//! Transaction management utilities for repositories.

use crate::error::EngineError;
use sqlx::postgres::PgTransaction;
use sqlx::PgPool;

/// Begin a new database transaction.
///
/// Returns a transaction handle that can be used for multiple database operations.
/// On success, the transaction can be committed via [`commit_transaction`].
/// On failure, the transaction can be rolled back via [`rollback_transaction`].
pub async fn begin_transaction(db: &PgPool) -> Result<PgTransaction<'_>, EngineError> {
    db.begin().await.map_err(EngineError::from)
}

/// Commit a transaction.
///
/// Commits all changes made within the transaction to the database.
pub async fn commit_transaction(tx: PgTransaction<'_>) -> Result<(), EngineError> {
    tx.commit().await.map_err(EngineError::from)
}

/// Rollback a transaction.
///
/// Undoes all changes made within the transaction since it began.
pub async fn rollback_transaction(tx: PgTransaction<'_>) -> Result<(), EngineError> {
    tx.rollback().await.map_err(EngineError::from)
}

****

→ **Aim of the exercise**: Exactly reproduce every line found in the records.

→ **Answer for this exercise**:
//! Transaction management utilities for repositories.

use crate::error::EngineError;
use sqlx::postgres::PgTransaction;
use sqlx::PgPool;

/// Begin a new database transaction.
///
/// Returns a transaction handle that can be used for multiple database operations.
/// On success, the transaction can be committed via [`commit_transaction`].
/// On failure, the transaction can be rolled back via [`rollback_transaction`].
pub async fn begin_transaction(db: &PgPool) -> Result<PgTransaction<'_>, EngineError> {
    db.begin().await.map_err(EngineError::from)
}

/// Commit a transaction.
///
/// Commits all changes made within the transaction to the database.
pub async fn commit_transaction(tx: PgTransaction<'_>) -> Result<(), EngineError> {
    tx.commit().await.map_err(EngineError::from)
}

/// Rollback a transaction.
///
/// Undoes all changes made within the transaction since it began.
pub async fn rollback_transaction(tx: PgTransaction<'_>) -> Result<(), EngineError> {
    tx.rollback().await.map_err(EngineError::from)
}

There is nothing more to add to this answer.